-------- Extracted records --------
//! Round engine.
//!
//! One loop owns the state machine and the session registry and walks every round through
//! WaitingForClients -> Fitting -> Aggregating -> Evaluating -> AggregatingEval. Connects and
//! disconnects arrive as `SessionEvent`s from `CoordinatorHandle`s and are applied between
//! and during phases. The global parameters sit behind an `ArcSwap`: broadcasts clone the
//! `Arc`, aggregation swaps in a new set.

use std::collections::BTreeMap;
use std::future::Future;
use std::sync::Arc;
use std::time::{Duration, Instant};

use arc_swap::ArcSwap;
use chrono::Utc;
use fedround_resilience::RetryConfig;
use futures::future::join_all;
use parking_lot::RwLock;
use tokio::sync::{mpsc, oneshot};
use tokio::task::JoinSet;
use tracing::{debug, error, info, info_span, warn, Instrument};
use uuid::Uuid;

use crate::aggregator::{aggregate_evaluate, aggregate_fit, aggregate_fit_metrics};
use crate::client_proxy::ClientProxy;
use crate::config::ServerConfig;
use crate::error::{AbortReason, ClientError, FlError, Phase, Result};
use crate::history::{RoundRecord, RunSummary};
use crate::metrics::ROUND_METRICS;
use crate::parameters::ParameterSet;
use crate::protocol::{
    ClientId, EvaluateIns, EvaluateResult, FitIns, FitResult, SessionAck, ShutdownNotice, StatusResponse,
};
use crate::scheduler::{check_availability, select_participants, SelectionPolicy};
use crate::session::{Admission, SessionRegistry, SessionStatus};
use crate::state::{CoordinatorState, StateMachine};

const EVENT_QUEUE: usize = 256;
const SHUTDOWN_NOTICE_TIMEOUT: Duration = Duration::from_secs(5);
const NOT_ACCEPTING: &str = "coordinator is no longer accepting clients";

pub enum SessionEvent {
    Connect { proxy: Arc<dyn ClientProxy>, reply: oneshot::Sender<SessionAck> },
    Disconnect { client_id: ClientId, reason: String },
}

/// Cheap, cloneable entry point for transports.
#[derive(Clone)]
pub struct CoordinatorHandle {
    events: mpsc::Sender<SessionEvent>,
    global: Arc<ArcSwap<ParameterSet>>,
    status: Arc<RwLock<StatusResponse>>,
}

impl CoordinatorHandle {
    /// Pull the client's parameters, check them against the global layout, then ask the
    /// loop to admit the session.
    pub async fn connect(&self, proxy: Arc<dyn ClientProxy>) -> SessionAck {
        let client_id = proxy.client_id().clone();
        let round = self.status.read().round;
        let theirs = match proxy.get_parameters().await {
            Ok(p) => p,
            Err(e) => {
                warn!(client_id = %client_id, error = %e, "connect_handshake_failed");
                return SessionAck::rejected(client_id, round, format!("parameter handshake failed: {e}"));
            }
        };
        if let Err(e) = self.global.load().ensure_same_layout(&theirs) {
            warn!(client_id = %client_id, error = %e, "connect_layout_mismatch");
            return SessionAck::rejected(client_id, round, format!("model layout differs from the global parameters: {e}"));
        }
        let (reply, ack) = oneshot::channel();
        if self.events.send(SessionEvent::Connect { proxy, reply }).await.is_err() {
            return SessionAck::rejected(client_id, round, NOT_ACCEPTING);
        }
        ack.await.unwrap_or_else(|_| SessionAck::rejected(client_id, round, NOT_ACCEPTING))
    }

    /// False once the coordinator loop has exited.
    pub async fn disconnect(&self, client_id: ClientId, reason: impl Into<String>) -> bool {
        self.events.send(SessionEvent::Disconnect { client_id, reason: reason.into() }).await.is_ok()
    }

    pub fn parameters(&self) -> Arc<ParameterSet> {
        self.global.load_full()
    }

    pub fn status(&self) -> StatusResponse {
        self.status.read().clone()
    }
}

/// Successful responses of one phase attempt, plus how many selected clients failed.
struct PhaseOutcome<R> {
    participants: Vec<ClientId>,
    results: Vec<R>,
    failed: usize,
}

struct Collector<R> {
    phase: Phase,
    broadcast: Arc<ParameterSet>,
    accepted: BTreeMap<ClientId, R>,
    failed: usize,
}

trait PhaseResult: Send + 'static {
    fn num_examples(&self) -> u64;

    /// `Protocol` for a malformed result. Anything fatal ends the run.
    fn check(&self, expected: &ClientId, broadcast: &ParameterSet) -> Result<()>;
}

impl PhaseResult for FitResult {
    fn num_examples(&self) -> u64 {
        self.num_examples
    }

    fn check(&self, expected: &ClientId, broadcast: &ParameterSet) -> Result<()> {
        self.validate(expected).map_err(|reason| FlError::Protocol { client: expected.to_string(), reason })?;
        broadcast.ensure_same_layout(&self.parameters)
    }
}

impl PhaseResult for EvaluateResult {
    fn num_examples(&self) -> u64 {
        self.num_examples
    }

    fn check(&self, expected: &ClientId, _broadcast: &ParameterSet) -> Result<()> {
        self.validate(expected).map_err(|reason| FlError::Protocol { client: expected.to_string(), reason })
    }
}

pub struct Coordinator {
    config: ServerConfig,
    machine: StateMachine,
    sessions: SessionRegistry,
    global: Arc<ArcSwap<ParameterSet>>,
    digest: String,
    events: mpsc::Receiver<SessionEvent>,
    events_open: bool,
    status: Arc<RwLock<StatusResponse>>,
    policy: SelectionPolicy,
    round: u64,
    rounds_completed: u64,
    history: Vec<RoundRecord>,
}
--------
Filter the records above, keeping each line that contains the word "bool".

    pub async fn disconnect(&self, client_id: ClientId, reason: impl Into<String>) -> bool {
    events_open: bool,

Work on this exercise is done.